George Derugin

Anna & George Derugin

George Derugin, a retired banker from San Francisco, has lived with his second wife Anna in Clackamas, Oregon since 2010. The son of Russian émigrés, George spent part of his childhood in Munich. His father, a professor at the University of Berlin, was born in 1915 in St. Petersburg to Georgiy Mikhailovich Derugin, a member of the State Duma. At the start of the Russian Revolution in 1917, Georgiy Mikhailovich fled his office in St. Petersburg and boarded a train to Finland, never to return to Russia. He and his family settled in Berlin, where George’s father would meet his mother, a descendant of one of the most prominent families in Russia at the time, the Shakhovskoys. She was brought to Berlin via Yugoslavia by Adolf Hitler’s forces – fluent in six languages, she was required to do translation work for Germany. George spent the first decade of his life in Germany. He was born in Berlin but moved to Munich when he was two years old. George’s parents fled their home in Berlin in 1946 as Soviet forces drew near. Along with other families, George and his parents took the last available train out of the city. Of the 26 other children on the train, George and another child were the only ones to survive the journey. Most died due tostarvation and cold temperatures. Life was not easy in Munich. George faced harsh mockery there for his Russian heritage. He was called names, teased, and got into fights. His two brothers were born after they arrived in the American zone in Munich. The Derugins were able to practice Orthodox Christianity in Germany, a faith which consistently played a large role in the family’s life. 
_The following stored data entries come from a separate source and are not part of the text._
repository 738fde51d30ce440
//! Role gate, evaluated after the query has been resolved and bound.

use crate::error::ResolveError;
use std::collections::HashSet;

pub fn authorize(required: &str, roles: &HashSet<String>, path: &str) -> Result<(), ResolveError> {
    if roles.contains(required) {
        Ok(())
    } else {
        Err(ResolveError::Unauthorized {
            path: path.to_string(),
            required: required.to_string(),
        })
    }
}

#[cfg(test)]
mod tests {
    use super::*;

    fn roles(names: &[&str]) -> HashSet<String> {
        names.iter().map(|s| s.to_string()).collect()
    }

    #[test]
    fn member_role_is_allowed() {
        assert!(authorize("reader", &roles(&["reader", "poster"]), "posts").is_ok());
    }

    #[test]
    fn missing_role_is_rejected() {
        assert_eq!(
            authorize("poster", &roles(&["reader"]), "posts"),
            Err(ResolveError::Unauthorized {
                path: "posts".into(),
                required: "poster".into()
            })
        );
        assert!(authorize("reader", &HashSet::new(), "posts").is_err());
    }
}
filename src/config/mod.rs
pub mod types;
pub mod loader;
pub mod validator;
pub mod resolved;

pub use types::*;
pub use loader::*;
pub use validator::*;
pub use resolved::*;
Convinced that Soviet forces would take over all of Western Europe, George’s father sought to relocate the family to New York, NY as soon as he could after the end of World War II. He was able to make their arrangements because of his previous work as an economic advisor to American occupation forces and because he spoke fluent English. The family did not stay for very long in New York. They relocated to Los Angeles shortly after immigrating. There, George’s father taught at the University of Southern California. While George had hoped that coming to America would ease the unfairness he was subjected to due to his heritage, he arrived during the McCarthy era, and was made fun of for being a “commie” by his peers. George spent the rest of his childhood in Los Angeles and when his family moved north to San Francisco, he eventually followed. He spent the next 50 years of his life in San Francisco, where he completed his undergraduate and graduate work, and worked as a Vice President in banking. George also met his first wife and had two children while in San Francisco. After his divorce, George met his current wife, Anna, through his Orthodox Church in San Francisco. 

Anna Nikolaevna Derugina, also a Russian-speaker, had a decidedly different process of immigration to America than George. Born to an impoverished family in the Cherkas’ka oblast’ of central Ukraine in 1954, Anna, like George, worked hard to succeed. She attended university in Ukraine to study economics. There she met her first husband, with whom she had a son and daughter. Anna ran her own business in the area, and while things went smoothly for a time, the break-up of the Soviet Union brought hard times to Ukraine. During this time, the mafia became more and more powerful, demanding payments from businesses and exerting more and more control economically. Life became increasingly difficult; Anna’s daughter became ill and access to basic products like milk, bread, and meats became difficult. People were forced to stand in line from 5 or 6 in the morning for hours waiting for the depleted stores to open.

Anna’s immigration story is one of chance. Upon visiting friends in San Francisco in 2000, Anna received word that returning to Ukraine would be too dangerous. The news came as a shock. Anna had no way of returning to her home, where her children and business remained. Staying in America presented many challenges for Anna. She knew few people and barely spoke English. Luckily, her acquaintances in the Jewish community helped and supported her. Her transition was further eased after joining a Russian Orthodox church in San Francisco, where she made friends and met George. Although things improved for Anna, she was still separated from her closest relatives and community in Ukraine, including her children, two sisters, and mother.

George and Anna returned to Russia to get married in St. Petersburg. The two settled in San Francisco for a time until their decision to move to Oregon in 2010. After retiring, the couple sought a slower-paced lifestyle and chose Oregon for its beauty and low key environment. In Oregon, they established themselves just outside of Portland in Clackamas. The Orthodox Church continued to play a large role in their life; after visiting many of the churches in the area they chose the Church of the Annunciation in Milwaukie, in part due to their respect for its priests. The Church of the Annunciation, part of the Orthodox Church in America, conducts their services primarily in English. While Anna finds it easier to follow services in Russian, the two attend services every week and consider themselves strongly church-oriented. George is now retired, and Anna spends her time as a homemaker.